### DATASET ###

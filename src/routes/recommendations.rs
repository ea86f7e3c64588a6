use axum::{
    extract::{Path, Query, State},
    Json,
};
use serde::Deserialize;

use crate::error::AppResult;
use crate::models::{MovieSummary, RecommendationResponse};
use crate::routes::AppState;

#[derive(Debug, Deserialize)]
pub struct RecommendationQuery {
    pub top_n: Option<usize>,
}

/// Handler for `GET /api/v1/users/:username/recommendations`
pub async fn recommend(
    State(state): State<AppState>,
    Path(username): Path<String>,
    Query(query): Query<RecommendationQuery>,
) -> AppResult<Json<RecommendationResponse>> {
    let top_n = query.top_n.unwrap_or(state.default_top_n);

    let (recommendation, movies) = state
        .recommender
        .recommend_movies(&username, top_n)
        .await?;

    Ok(Json(RecommendationResponse {
        username,
        source: recommendation.source,
        movies: movies.iter().map(MovieSummary::from).collect(),
    }))
}
//! Gradient-boosted tree classifier.
//!
//! Reads the JSON model written by XGBoost's `save_model("*.json")` for a
//! `binary:logistic` objective and evaluates it without the XGBoost runtime.
//!
//! ```json
//! {
//!   "learner": {
//!     "feature_names": ["movie_id", "runtime", ...],
//!     "learner_model_param": { "base_score": "5E-1", "num_feature": "108" },
//!     "objective": { "name": "binary:logistic" },
//!     "gradient_booster": {
//!       "name": "gbtree",
//!       "model": { "trees": [ {
//!         "left_children": [1, -1, -1],
//!         "right_children": [2, -1, -1],
//!         "split_indices": [1, 0, 0],
//!         "split_conditions": [95.0, -0.4, 0.3],
//!         "default_left": [1, 0, 0]
//!       } ] }
//!     }
//!   }
//! }
//! ```
//!
//! Leaves are nodes whose left child is `-1`; their value is stored in
//! `split_conditions`. The probability is `sigmoid(logit(base_score) + Σ leaves)`.

use std::collections::HashMap;

use serde::{Deserialize, Deserializer};

use super::error::RecommendError;

/// A pre-trained binary classifier over one feature row
pub trait Classifier: Send + Sync {
    /// Number of input columns the model was trained with
    fn num_features(&self) -> usize;

    /// Column labels recorded at training time, if the model carries them
    fn feature_names(&self) -> Option<&[String]>;

    /// Probability of the positive ("liked") class, in `[0, 1]`
    fn predict_proba(&self, row: &[f32]) -> f32;
}

#[derive(Debug, Clone)]
struct Tree {
    left: Vec<i32>,
    right: Vec<i32>,
    split_index: Vec<u32>,
    split_condition: Vec<f32>,
    default_left: Vec<bool>,
}

impl Tree {
    fn leaf_value(&self, row: &[f32]) -> f32 {
        let mut node = 0usize;
        loop {
            let left = self.left[node];
            if left < 0 {
                return self.split_condition[node];
            }
            let value = row[self.split_index[node] as usize];
            let go_left = if value.is_nan() {
                self.default_left[node]
            } else {
                value < self.split_condition[node]
            };
            let next = if go_left { left } else { self.right[node] };
            node = next as usize;
        }
    }

    /// Checks array lengths, feature indices and that children always come
    /// after their parent so traversal terminates
    fn validate(&self, num_features: usize) -> Result<(), String> {
        let n = self.left.len();
        if n == 0 {
            return Err("tree has no nodes".to_string());
        }
        if self.right.len() != n
            || self.split_index.len() != n
            || self.split_condition.len() != n
            || self.default_left.len() != n
        {
            return Err("tree arrays have different lengths".to_string());
        }

        for node in 0..n {
            let (left, right) = (self.left[node], self.right[node]);
            if left < 0 {
                continue;
            }
            for child in [left, right] {
                if child as usize <= node || child as usize >= n {
                    return Err(format!("node {} has invalid child {}", node, child));
                }
            }
            if self.split_index[node] as usize >= num_features {
                return Err(format!(
                    "node {} splits on feature {} of {}",
                    node, self.split_index[node], num_features
                ));
            }
        }
        Ok(())
    }
}

/// Tree ensemble evaluated on the margin scale, then squashed by a sigmoid
#[derive(Debug, Clone)]
pub struct GbdtClassifier {
    trees: Vec<Tree>,
    base_margin: f32,
    num_features: usize,
    feature_names: Option<Vec<String>>,
}

impl GbdtClassifier {
    /// Parses an XGBoost JSON model
    pub fn from_json(source: &str, path: &str) -> Result<Self, RecommendError> {
        let file: XgbModelFile =
            serde_json::from_str(source).map_err(|e| RecommendError::format(path, e))?;
        let learner = file.learner;

        if learner.objective.name != "binary:logistic" {
            return Err(RecommendError::format(
                path,
                format!("unsupported objective {}", learner.objective.name),
            ));
        }
        if learner.gradient_booster.name != "gbtree" {
            return Err(RecommendError::format(
                path,
                format!("unsupported booster {}", learner.gradient_booster.name),
            ));
        }

        let num_features = learner
            .learner_model_param
            .num_feature
            .parse::<usize>()
            .map_err(|e| RecommendError::format(path, format!("num_feature: {}", e)))?;

        let base_score = parse_base_score(&learner.learner_model_param.base_score)
            .ok_or_else(|| {
                RecommendError::format(
                    path,
                    format!(
                        "base_score {} is not a probability",
                        learner.learner_model_param.base_score
                    ),
                )
            })?;

        let model = learner.gradient_booster.model;

        if let Some((i, _)) = model
            .trees
            .iter()
            .enumerate()
            .find(|(_, t)| t.split_type.iter().any(|&st| st != 0) || !t.categories.is_empty())
        {
            return Err(RecommendError::format(
                path,
                format!("tree {} uses categorical splits", i),
            ));
        }

        let kept = match learner.attributes.get("best_iteration") {
            Some(raw) => {
                let best = raw.parse::<usize>().map_err(|e| {
                    RecommendError::format(path, format!("best_iteration: {}", e))
                })?;
                let per_round = match &model.gbtree_model_param {
                    Some(param) => param.num_parallel_tree.parse::<usize>().map_err(|e| {
                        RecommendError::format(path, format!("num_parallel_tree: {}", e))
                    })?,
                    None => 1,
                };
                (best + 1).saturating_mul(per_round.max(1))
            }
            None => model.trees.len(),
        };
        if kept > model.trees.len() {
            return Err(RecommendError::format(
                path,
                format!(
                    "best_iteration needs {} trees, model has {}",
                    kept,
                    model.trees.len()
                ),
            ));
        }

        // Early-stopped models predict with the trees up to the best round only
        let trees: Vec<Tree> = model
            .trees
            .into_iter()
            .take(kept)
            .map(|t| Tree {
                left: t.left_children,
                right: t.right_children,
                split_index: t.split_indices,
                split_condition: t.split_conditions,
                default_left: t.default_left,
            })
            .collect();

        for (i, tree) in trees.iter().enumerate() {
            tree.validate(num_features)
                .map_err(|e| RecommendError::format(path, format!("tree {}: {}", i, e)))?;
        }

        let feature_names = if learner.feature_names.is_empty() {
            None
        } else {
            Some(learner.feature_names)
        };

        Ok(Self {
            trees,
            base_margin: (base_score / (1.0 - base_score)).ln(),
            num_features,
            feature_names,
        })
    }

    pub fn num_trees(&self) -> usize {
        self.trees.len()
    }
}

impl Classifier for GbdtClassifier {
    fn num_features(&self) -> usize {
        self.num_features
    }

    fn feature_names(&self) -> Option<&[String]> {
        self.feature_names.as_deref()
    }

    fn predict_proba(&self, row: &[f32]) -> f32 {
        let margin = self
            .trees
            .iter()
            .fold(self.base_margin, |acc, tree| acc + tree.leaf_value(row));
        1.0 / (1.0 + (-margin).exp())
    }
}

/// Newer XGBoost releases write `"[5E-1]"` instead of `"5E-1"`
fn parse_base_score(raw: &str) -> Option<f32> {
    let value = raw
        .trim()
        .trim_start_matches('[')
        .trim_end_matches(']')
        .parse::<f32>()
        .ok()?;
    (value > 0.0 && value < 1.0).then_some(value)
}

#[derive(Deserialize)]
struct XgbModelFile {
    learner: XgbLearner,
}

#[derive(Deserialize)]
struct XgbLearner {
    #[serde(default)]
    attributes: HashMap<String, String>,
    #[serde(default)]
    feature_names: Vec<String>,
    gradient_booster: XgbBooster,
    learner_model_param: XgbLearnerParam,
    objective: XgbObjective,
}

#[derive(Deserialize)]
struct XgbBooster {
    name: String,
    model: XgbTreeModel,
}

#[derive(Deserialize)]
struct XgbTreeModel {
    #[serde(default)]
    gbtree_model_param: Option<XgbTreeModelParam>,
    trees: Vec<XgbTree>,
}

#[derive(Deserialize)]
struct XgbTreeModelParam {
    #[serde(default = "default_num_parallel_tree")]
    num_parallel_tree: String,
}

fn default_num_parallel_tree() -> String {
    "1".to_string()
}

#[derive(Deserialize)]
struct XgbTree {
    left_children: Vec<i32>,
    right_children: Vec<i32>,
    split_indices: Vec<u32>,
    split_conditions: Vec<f32>,
    #[serde(deserialize_with = "flags")]
    default_left: Vec<bool>,
    /// 0 for numeric splits, 1 for categorical
    #[serde(default)]
    split_type: Vec<u8>,
    #[serde(default)]
    categories: Vec<serde_json::Value>,
}

#[derive(Deserialize)]
struct XgbLearnerParam {
    base_score: String,
    num_feature: String,
}

#[derive(Deserialize)]
struct XgbObjective {
    name: String,
}

/// `default_left` is written as booleans by old releases and 0/1 by new ones
fn flags<'de, D>(deserializer: D) -> Result<Vec<bool>, D::Error>
where
    D: Deserializer<'de>,
{
    #[derive(Deserialize)]
    #[serde(untagged)]
    enum Flag {
        Bool(bool),
        Int(u8),
    }

    let raw = Vec::<Flag>::deserialize(deserializer)?;
    Ok(raw
        .into_iter()
        .map(|flag| match flag {
            Flag::Bool(b) => b,
            Flag::Int(i) => i != 0,
        })
        .collect())
}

###

After locating the line with "the XGBoost runtime." above, return that line and every later line through the one with "so traversal terminates", word for word and with nothing else.

//! `binary:logistic` objective and evaluates it without the XGBoost runtime.
//!
//! ```json
//! {
//!   "learner": {
//!     "feature_names": ["movie_id", "runtime", ...],
//!     "learner_model_param": { "base_score": "5E-1", "num_feature": "108" },
//!     "objective": { "name": "binary:logistic" },
//!     "gradient_booster": {
//!       "name": "gbtree",
//!       "model": { "trees": [ {
//!         "left_children": [1, -1, -1],
//!         "right_children": [2, -1, -1],
//!         "split_indices": [1, 0, 0],
//!         "split_conditions": [95.0, -0.4, 0.3],
//!         "default_left": [1, 0, 0]
//!       } ] }
//!     }
//!   }
//! }
//! ```
//!
//! Leaves are nodes whose left child is `-1`; their value is stored in
//! `split_conditions`. The probability is `sigmoid(logit(base_score) + Σ leaves)`.

use std::collections::HashMap;

use serde::{Deserialize, Deserializer};

use super::error::RecommendError;

/// A pre-trained binary classifier over one feature row
pub trait Classifier: Send + Sync {
    /// Number of input columns the model was trained with
    fn num_features(&self) -> usize;

    /// Column labels recorded at training time, if the model carries them
    fn feature_names(&self) -> Option<&[String]>;

    /// Probability of the positive ("liked") class, in `[0, 1]`
    fn predict_proba(&self, row: &[f32]) -> f32;
}

#[derive(Debug, Clone)]
struct Tree {
    left: Vec<i32>,
    right: Vec<i32>,
    split_index: Vec<u32>,
    split_condition: Vec<f32>,
    default_left: Vec<bool>,
}

impl Tree {
    fn leaf_value(&self, row: &[f32]) -> f32 {
        let mut node = 0usize;
        loop {
            let left = self.left[node];
            if left < 0 {
                return self.split_condition[node];
            }
            let value = row[self.split_index[node] as usize];
            let go_left = if value.is_nan() {
                self.default_left[node]
            } else {
                value < self.split_condition[node]
            };
            let next = if go_left { left } else { self.right[node] };
            node = next as usize;
        }
    }

    /// Checks array lengths, feature indices and that children always come
    /// after their parent so traversal terminates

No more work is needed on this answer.